(Records from a data source)
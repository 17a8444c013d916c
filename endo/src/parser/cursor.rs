/// Byte cursor over a single statement.
///
/// Every lexical class it recognises is ASCII, so slicing at the positions it
/// stops on always lands on a char boundary.
#[derive(Debug, Clone)]
pub(super) struct Cursor<'a> {
    src: &'a str,
    pos: usize,
}

impl<'a> Cursor<'a> {
    pub fn new(src: &'a str) -> Self {
        Cursor { src, pos: 0 }
    }

    pub fn at_end(&self) -> bool {
        self.pos == self.src.len()
    }

    pub fn pos(&self) -> usize {
        self.pos
    }

    pub fn peek(&self) -> Option<u8> {
        self.src.as_bytes().get(self.pos).copied()
    }

    fn take_while(&mut self, pred: impl Fn(u8) -> bool) -> &'a str {
        let start = self.pos;
        while self.peek().is_some_and(&pred) {
            self.pos += 1;
        }
        &self.src[start..self.pos]
    }

    pub fn skip_whitespace(&mut self) {
        self.take_while(is_space);
    }

    /// Consume `byte` if it is next.
    pub fn eat(&mut self, byte: u8) -> bool {
        if self.peek() == Some(byte) {
            self.pos += 1;
            true
        } else {
            false
        }
    }

    pub fn eat_str(&mut self, s: &str) -> bool {
        if self.src[self.pos..].starts_with(s) {
            self.pos += s.len();
            true
        } else {
            false
        }
    }

    /// `[A-Za-z0-9_]+`
    pub fn ident(&mut self) -> Option<&'a str> {
        non_empty(self.take_while(is_word))
    }

    /// `[0-9]+`
    pub fn digits(&mut self) -> Option<&'a str> {
        non_empty(self.take_while(|b| b.is_ascii_digit()))
    }

    /// A `quote`-delimited run with no embedded `quote`. Returns the contents.
    pub fn quoted(&mut self, quote: u8) -> Option<&'a str> {
        let save = self.pos;
        if !self.eat(quote) {
            return None;
        }
        let body = self.take_while(|b| b != quote);
        if self.eat(quote) {
            Some(body)
        } else {
            self.pos = save;
            None
        }
    }

    /// `ws* '=' ws*`
    pub fn equals(&mut self) -> bool {
        self.skip_whitespace();
        if !self.eat(b'=') {
            return false;
        }
        self.skip_whitespace();
        true
    }

    /// `'[' digits ']'`
    pub fn subscript(&mut self) -> Option<&'a str> {
        if !self.eat(b'[') {
            return None;
        }
        let index = self.digits()?;
        self.eat(b']').then_some(index)
    }
}

fn non_empty(s: &str) -> Option<&str> {
    (!s.is_empty()).then_some(s)
}

fn is_word(b: u8) -> bool {
    b.is_ascii_alphanumeric() || b == b'_'
}

fn is_space(b: u8) -> bool {
    matches!(b, b' ' | b'\t' | b'\n' | 0x0b | 0x0c | b'\r')
}
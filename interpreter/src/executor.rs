use std::io::Write;

use endo::Program;
use endo::parser::{ParseError, Parser, classify};
use log::{debug, error, trace};

use crate::environment::VariableStore;
use crate::error::DiagnosticError;
use crate::evaluator::evaluate;

/// Execute a program, writing its output to `output`.
///
/// Statements are classified and evaluated one at a time, in order. The
/// first statement that fails to classify stops the run: its report is
/// written to `output` and the syntax error is returned. Recoverable runtime
/// errors are written to `output` as they happen and returned together once
/// the run completes.
pub fn execute_program(
    program: &Program,
    output: &mut dyn Write,
) -> Result<Vec<DiagnosticError>, DiagnosticError> {
    let mut store = VariableStore::new();
    let mut diagnostics = Vec::new();

    for statement in &program.statements {
        let instruction = match classify(statement, program.source_id) {
            Ok(instruction) => instruction,
            Err(err) => {
                error!("syntax error at {:?}: {}", statement.span, statement.text);
                write_syntax_report(output, &err)?;
                return Err(err.into());
            }
        };
        debug!("{} <= {:?}", instruction.kind(), statement.text);

        match evaluate(&instruction, &mut store) {
            Ok(Some(line)) => {
                trace!("output: {}", line);
                writeln!(output, "{}", line)?;
            }
            Ok(None) => {}
            Err(err) => {
                debug!("recoverable error in {:?}: {}", statement.text, err);
                writeln!(output, "{}", err)?;
                diagnostics.push(DiagnosticError::warning(
                    err,
                    statement.span.clone(),
                    program.source_id,
                ));
            }
        }
    }

    debug!("run finished; bound: {}", store.names().join(", "));
    Ok(diagnostics)
}

/// Split and execute raw source text (file id 0).
pub fn execute_source(
    source: &str,
    output: &mut dyn Write,
) -> Result<Vec<DiagnosticError>, DiagnosticError> {
    let program = Parser::new(source.to_string(), 0).parse();
    execute_program(&program, output)
}

/// Classify every statement without executing anything, collecting all
/// syntax errors rather than stopping at the first.
pub fn check_program(program: &Program) -> Vec<ParseError> {
    program
        .statements
        .iter()
        .filter_map(|statement| classify(statement, program.source_id).err())
        .collect()
}

fn write_syntax_report(output: &mut dyn Write, err: &ParseError) -> std::io::Result<()> {
    writeln!(output, "Error processing statement: '{}'", err.statement)?;
    writeln!(output, "Error message: {}", err.message)
}
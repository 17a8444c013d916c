pub mod environment;
pub mod error;
pub mod evaluator;
pub mod executor;
pub mod runtime_value;

pub use environment::VariableStore;
pub use error::{DiagnosticError, RuntimeError};
pub use executor::{check_program, execute_program, execute_source};
pub use runtime_value::Value;
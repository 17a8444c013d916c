use std::collections::BTreeMap;
use std::path::{Path, PathBuf};

use serde::Deserialize;

use interpreter::{DiagnosticError, RuntimeError};

const TEST_SUFFIX: &str = ".test.endoskeleton";

/// Expectations declared in a test file's TOML frontmatter.
#[derive(Debug, Deserialize)]
pub struct TestConfig {
    /// Human-readable test description.
    #[serde(default)]
    pub description: Option<String>,

    /// Expected exact stdout output (trimmed comparison). Checked even when
    /// the run stops on a syntax error.
    #[serde(default)]
    pub expect_output: Option<String>,

    /// The run must stop on a syntax error whose message contains this.
    #[serde(default)]
    pub expect_syntax_error: Option<String>,

    /// Recoverable runtime errors, in order. Each entry is a substring of
    /// the corresponding error line. If present (even empty), the count must
    /// match too.
    #[serde(default)]
    pub expect_errors: Option<Vec<String>>,
}

/// Split a test file into its TOML frontmatter and program source.
fn parse_test_file(content: &str) -> Result<(TestConfig, &str), String> {
    let content = content.trim_start_matches('\u{feff}');

    let after_open = content
        .strip_prefix("---")
        .ok_or("missing opening --- frontmatter delimiter")?;
    let after_open = after_open
        .strip_prefix("\r\n")
        .or_else(|| after_open.strip_prefix('\n'))
        .unwrap_or(after_open);

    let close = after_open
        .find("\n---")
        .ok_or("missing closing --- frontmatter delimiter")?;
    let frontmatter = after_open[..close].trim_end_matches('\r');
    let source = after_open[close + 4..].trim_start_matches(['\r', '\n']);

    let config: TestConfig =
        toml::from_str(frontmatter).map_err(|e| format!("TOML parse error: {}", e))?;

    Ok((config, source))
}

pub enum TestOutcome {
    Pass,
    Fail(String),
}

pub struct TestResult {
    pub path: PathBuf,
    pub description: Option<String>,
    pub outcome: TestOutcome,
}

impl TestResult {
    fn label(&self) -> &str {
        self.description.as_deref().unwrap_or_else(|| {
            self.path
                .file_name()
                .and_then(|s| s.to_str())
                .map(|s| s.trim_end_matches(TEST_SUFFIX))
                .unwrap_or("?")
        })
    }
}

fn run_single_test(path: &Path) -> TestResult {
    let fail = |description: Option<String>, reason: String| TestResult {
        path: path.to_path_buf(),
        description,
        outcome: TestOutcome::Fail(reason),
    };

    let content = match std::fs::read_to_string(path) {
        Ok(c) => c,
        Err(e) => return fail(None, format!("cannot read file: {}", e)),
    };

    let (config, source) = match parse_test_file(&content) {
        Ok(pair) => pair,
        Err(e) => return fail(None, format!("frontmatter error: {}", e)),
    };
    let description = config.description.clone();

    let program = endo::parser::Parser::new(source.to_string(), 0).parse();
    let mut output_buf = Vec::new();
    let result = interpreter::execute_program(&program, &mut output_buf);
    let output = String::from_utf8_lossy(&output_buf);

    let (diagnostics, failure) = match (&config.expect_syntax_error, result) {
        (Some(expected), Err(err)) => match &err.error {
            RuntimeError::Syntax(parse_error) if parse_error.message.contains(expected.as_str()) => {
                (Vec::new(), None)
            }
            _ => (
                Vec::new(),
                Some(format!(
                    "expected syntax error containing \"{}\", got: {}",
                    expected, err
                )),
            ),
        },
        (Some(expected), Ok(diagnostics)) => (
            diagnostics,
            Some(format!(
                "expected syntax error containing \"{}\", but the run completed",
                expected
            )),
        ),
        (None, Err(err)) => (Vec::new(), Some(format!("unexpected error: {}", err))),
        (None, Ok(diagnostics)) => (diagnostics, None),
    };

    let failure = failure
        .or_else(|| check_output(config.expect_output.as_deref(), &output))
        .or_else(|| {
            config
                .expect_errors
                .as_deref()
                .and_then(|expected| check_errors(&diagnostics, expected))
        });

    match failure {
        Some(reason) => fail(description, reason),
        None => TestResult {
            path: path.to_path_buf(),
            description,
            outcome: TestOutcome::Pass,
        },
    }
}

fn check_output(expected: Option<&str>, actual: &str) -> Option<String> {
    let expected = expected?.trim();
    let actual = actual.trim();
    (expected != actual).then(|| {
        format!(
            "output mismatch\n  expected:\n{}\n  actual:\n{}",
            indent(expected),
            indent(actual)
        )
    })
}

/// Check recoverable errors against expectations. Returns `Some(reason)` on mismatch.
fn check_errors(diagnostics: &[DiagnosticError], expected: &[String]) -> Option<String> {
    if diagnostics.len() != expected.len() {
        let actual: Vec<String> = diagnostics.iter().map(|d| format!("  - {}", d)).collect();
        return Some(format!(
            "expected {} runtime error(s), got {}\n  actual errors:\n{}",
            expected.len(),
            diagnostics.len(),
            if actual.is_empty() {
                "    (none)".to_string()
            } else {
                actual.join("\n")
            }
        ));
    }

    diagnostics
        .iter()
        .zip(expected)
        .enumerate()
        .find_map(|(i, (actual, expected))| {
            let msg = actual.to_string();
            (!msg.contains(expected.as_str())).then(|| {
                format!(
                    "error[{}]: expected message containing \"{}\", got: {}",
                    i, expected, msg
                )
            })
        })
}

fn indent(text: &str) -> String {
    text.lines()
        .map(|line| format!("    {}", line))
        .collect::<Vec<_>>()
        .join("\n")
}

/// Discover test files grouped by category (subfolder relative to root).
/// Files directly in `root` get category "" (uncategorized).
fn discover_categorized(root: &Path) -> BTreeMap<String, Vec<PathBuf>> {
    let mut categories: BTreeMap<String, Vec<PathBuf>> = BTreeMap::new();
    collect_tests(root, root, &mut categories);
    for files in categories.values_mut() {
        files.sort();
    }
    categories
}

fn collect_tests(dir: &Path, root: &Path, out: &mut BTreeMap<String, Vec<PathBuf>>) {
    let Ok(entries) = std::fs::read_dir(dir) else {
        return;
    };
    for path in entries.flatten().map(|entry| entry.path()) {
        if path.is_dir() {
            collect_tests(&path, root, out);
            continue;
        }
        let is_test = path
            .file_name()
            .and_then(|n| n.to_str())
            .is_some_and(|n| n.ends_with(TEST_SUFFIX));
        if is_test {
            let category = path
                .parent()
                .and_then(|p| p.strip_prefix(root).ok())
                .map(|p| p.to_string_lossy().replace('\\', "/"))
                .unwrap_or_default();
            out.entry(category).or_default().push(path);
        }
    }
}

/// List available categories for the given test path.
pub fn list_categories(path: &Path) {
    if path.is_file() {
        eprintln!("(single file, no categories)");
        return;
    }

    let categories = discover_categorized(path);
    if categories.is_empty() {
        eprintln!("no {} files found in {}", TEST_SUFFIX, path.display());
        return;
    }

    eprintln!("available categories:");
    for (cat, files) in &categories {
        let label = if cat.is_empty() { "(root)" } else { cat.as_str() };
        eprintln!("  {} ({} tests)", label, files.len());
    }
}

struct Style {
    no_color: bool,
}

impl Style {
    fn paint(&self, text: &str, code: &str) -> String {
        if self.no_color {
            text.to_string()
        } else {
            format!("\x1b[{}m{}\x1b[0m", code, text)
        }
    }

    fn pass(&self) -> String {
        self.paint("PASS", "32")
    }

    fn fail(&self) -> String {
        self.paint("FAIL", "31")
    }

    fn bold(&self, text: &str) -> String {
        self.paint(text, "1")
    }
}

/// Select the categories to run. Unknown requested categories produce a warning.
fn select_categories<'a>(
    all: &'a BTreeMap<String, Vec<PathBuf>>,
    requested: &[String],
) -> BTreeMap<&'a str, &'a Vec<PathBuf>> {
    if requested.is_empty() {
        return all.iter().map(|(k, v)| (k.as_str(), v)).collect();
    }

    let mut selected = BTreeMap::new();
    for req in requested {
        let req = req.trim_matches('/');
        let prefix = format!("{}/", req);
        let before = selected.len();
        for (cat, files) in all {
            if cat == req || cat.starts_with(&prefix) {
                selected.insert(cat.as_str(), files);
            }
        }
        if selected.len() == before {
            let available: Vec<&str> = all
                .keys()
                .map(|k| if k.is_empty() { "(root)" } else { k.as_str() })
                .collect();
            eprintln!(
                "warning: category '{}' not found (available: {})",
                req,
                available.join(", ")
            );
        }
    }
    selected
}

/// Run all test files under `path` (or a single file).
/// If `categories` is non-empty, only run tests in those categories.
/// Returns exit code: 0 = all pass, 1 = any failure.
pub fn run_tests(path: &Path, no_color: bool, categories: &[String]) -> i32 {
    let style = Style { no_color };

    let groups: Vec<(String, Vec<PathBuf>)> = if path.is_file() {
        vec![(String::new(), vec![path.to_path_buf()])]
    } else {
        let all = discover_categorized(path);
        if all.is_empty() {
            eprintln!("no {} files found in {}", TEST_SUFFIX, path.display());
            return 1;
        }
        let selected = select_categories(&all, categories);
        if selected.is_empty() {
            eprintln!("no matching categories found");
            return 1;
        }
        selected
            .into_iter()
            .map(|(cat, files)| (cat.to_string(), files.clone()))
            .collect()
    };

    let mut passed = 0usize;
    let mut failures: Vec<TestResult> = Vec::new();

    for (cat, files) in &groups {
        eprintln!();
        eprintln!("{}", style.bold(if cat.is_empty() { "(root)" } else { cat.as_str() }));

        for file in files {
            let result = run_single_test(file);
            match result.outcome {
                TestOutcome::Pass => {
                    passed += 1;
                    eprintln!("  {}  {}", style.pass(), result.label());
                }
                TestOutcome::Fail(_) => {
                    eprintln!("  {}  {}", style.fail(), result.label());
                    failures.push(result);
                }
            }
        }
    }

    if !failures.is_empty() {
        eprintln!();
        eprintln!("failures:");
        for f in &failures {
            eprintln!();
            eprintln!("  --- {} ---", f.path.display());
            if let TestOutcome::Fail(reason) = &f.outcome {
                for line in reason.lines() {
                    eprintln!("  {}", line);
                }
            }
        }
    }

    eprintln!();
    let failed = failures.len();
    if failed == 0 {
        eprintln!("test result: {}. {} passed, 0 failed", style.paint("ok", "32"), passed);
        0
    } else {
        eprintln!(
            "test result: {}. {} passed, {} failed (of {})",
            style.paint("FAILED", "31"),
            passed,
            failed,
            passed + failed
        );
        1
    }
}
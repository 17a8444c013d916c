mod test_runner;

use std::path::Path;
use std::process;

use clap::{Parser, Subcommand};
use codespan_reporting::diagnostic::{Diagnostic, Label, Severity};
use codespan_reporting::files::SimpleFiles;
use codespan_reporting::term;
use codespan_reporting::term::termcolor::{ColorChoice, StandardStream};
use log::debug;

use interpreter::DiagnosticError;

const SUBCOMMANDS: &[&str] = &["run", "test", "help"];

#[derive(Parser)]
#[command(name = "endo", version, about = "Endoskeleton script interpreter")]
struct Cli {
    /// Disable colored error output
    #[arg(long, global = true)]
    no_color: bool,

    #[command(subcommand)]
    command: Command,
}

#[derive(Subcommand)]
enum Command {
    /// Run an endoskeleton program
    Run(RunArgs),

    /// Run .test.endoskeleton test files
    Test(TestArgs),
}

#[derive(clap::Args)]
struct RunArgs {
    /// Source file to execute (must end in .endoskeleton)
    file: String,

    /// Classify every statement without executing (exit 0 if all are valid)
    #[arg(long)]
    check: bool,

    /// Dump the classified instructions
    #[arg(long)]
    instructions: bool,

    /// Suppress program output; runtime errors are reported on stderr instead
    #[arg(short, long)]
    quiet: bool,
}

#[derive(clap::Args)]
struct TestArgs {
    /// Path to a .test.endoskeleton file or directory containing them
    path: String,

    /// Run only tests in these categories (subfolder names). Repeatable.
    #[arg(short, long)]
    category: Vec<String>,

    /// List available categories and exit
    #[arg(long)]
    list_categories: bool,
}

fn main() {
    env_logger::init();

    // `endo file.endoskeleton` is shorthand for `endo run file.endoskeleton`.
    let mut args: Vec<String> = std::env::args().collect();
    if let Some(pos) = args
        .iter()
        .skip(1)
        .position(|a| !a.starts_with('-'))
        .map(|p| p + 1)
    {
        if !SUBCOMMANDS.contains(&args[pos].as_str()) {
            args.insert(pos, "run".to_string());
        }
    }

    let cli = Cli::parse_from(&args);

    match cli.command {
        Command::Run(run_args) => do_run(run_args, cli.no_color),
        Command::Test(test_args) => {
            let path = Path::new(&test_args.path);
            if test_args.list_categories {
                test_runner::list_categories(path);
                return;
            }
            let exit_code = test_runner::run_tests(path, cli.no_color, &test_args.category);
            process::exit(exit_code);
        }
    }
}

fn do_run(args: RunArgs, no_color: bool) {
    let color_choice = if no_color {
        ColorChoice::Never
    } else {
        ColorChoice::Auto
    };

    if !args.file.ends_with(&format!(".{}", endo::FILE_EXTENSION)) {
        println!(
            "Error: File must have a .{} extension.",
            endo::FILE_EXTENSION
        );
        process::exit(1);
    }

    let source = match std::fs::read_to_string(&args.file) {
        Ok(s) => s,
        Err(e) => {
            eprintln!("error: cannot read '{}': {}", args.file, e);
            process::exit(1);
        }
    };

    let mut files = SimpleFiles::new();
    let file_id = files.add(args.file.clone(), source.clone());

    let program = endo::parser::Parser::new(source, file_id).parse();
    debug!("{}: {} statement(s)", args.file, program.statements.len());

    let writer = StandardStream::stderr(color_choice);
    let config = term::Config::default();

    // --check: classify only
    if args.check {
        let errors = interpreter::check_program(&program);
        if errors.is_empty() {
            eprintln!("ok: {} parsed successfully", args.file);
            return;
        }
        for error in &errors {
            let _ = term::emit_to_write_style(
                &mut writer.lock(),
                &config,
                &files,
                &error.to_diagnostic(),
            );
        }
        process::exit(1);
    }

    // --instructions: dump classified statements
    if args.instructions {
        for statement in &program.statements {
            match endo::parser::classify(statement, program.source_id) {
                Ok(instruction) => println!("{:#?}", instruction),
                Err(error) => {
                    let _ = term::emit_to_write_style(
                        &mut writer.lock(),
                        &config,
                        &files,
                        &error.to_diagnostic(),
                    );
                    process::exit(1);
                }
            }
        }
        return;
    }

    let result = if args.quiet {
        let mut sink = std::io::sink();
        interpreter::execute_program(&program, &mut sink)
    } else {
        let mut stdout = std::io::stdout();
        interpreter::execute_program(&program, &mut stdout)
    };

    match result {
        Ok(diagnostics) => {
            // Runtime errors already went to stdout unless it was discarded.
            if args.quiet {
                emit_diagnostics(&writer, &config, &files, &diagnostics);
            }
        }
        Err(error) => {
            emit_diagnostic_error(&writer, &config, &files, &error);
            process::exit(1);
        }
    }
}

fn emit_diagnostic_error(
    writer: &StandardStream,
    config: &term::Config,
    files: &SimpleFiles<String, String>,
    error: &DiagnosticError,
) {
    if let interpreter::RuntimeError::Syntax(parse_error) = &error.error {
        let _ = term::emit_to_write_style(
            &mut writer.lock(),
            config,
            files,
            &parse_error.to_diagnostic(),
        );
        return;
    }

    if let Some(span) = &error.span {
        let severity = if error.is_warning {
            Severity::Warning
        } else {
            Severity::Error
        };
        let diagnostic = Diagnostic::new(severity)
            .with_message(error.to_string())
            .with_labels(vec![Label::primary(error.source_id, span.clone())]);
        let _ = term::emit_to_write_style(&mut writer.lock(), config, files, &diagnostic);
    } else {
        let prefix = if error.is_warning {
            "warning"
        } else {
            "runtime error"
        };
        eprintln!("{}: {}", prefix, error);
    }
}

fn emit_diagnostics(
    writer: &StandardStream,
    config: &term::Config,
    files: &SimpleFiles<String, String>,
    diagnostics: &[DiagnosticError],
) {
    for diag in diagnostics {
        emit_diagnostic_error(writer, config, files, diag);
    }
}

▸ To do:
Wherever the string "entries" appears in the data above, copy the line it sits in.

▸ Result below:
    let Ok(entries) = std::fs::read_dir(dir) else {
    for path in entries.flatten().map(|entry| entry.path()) {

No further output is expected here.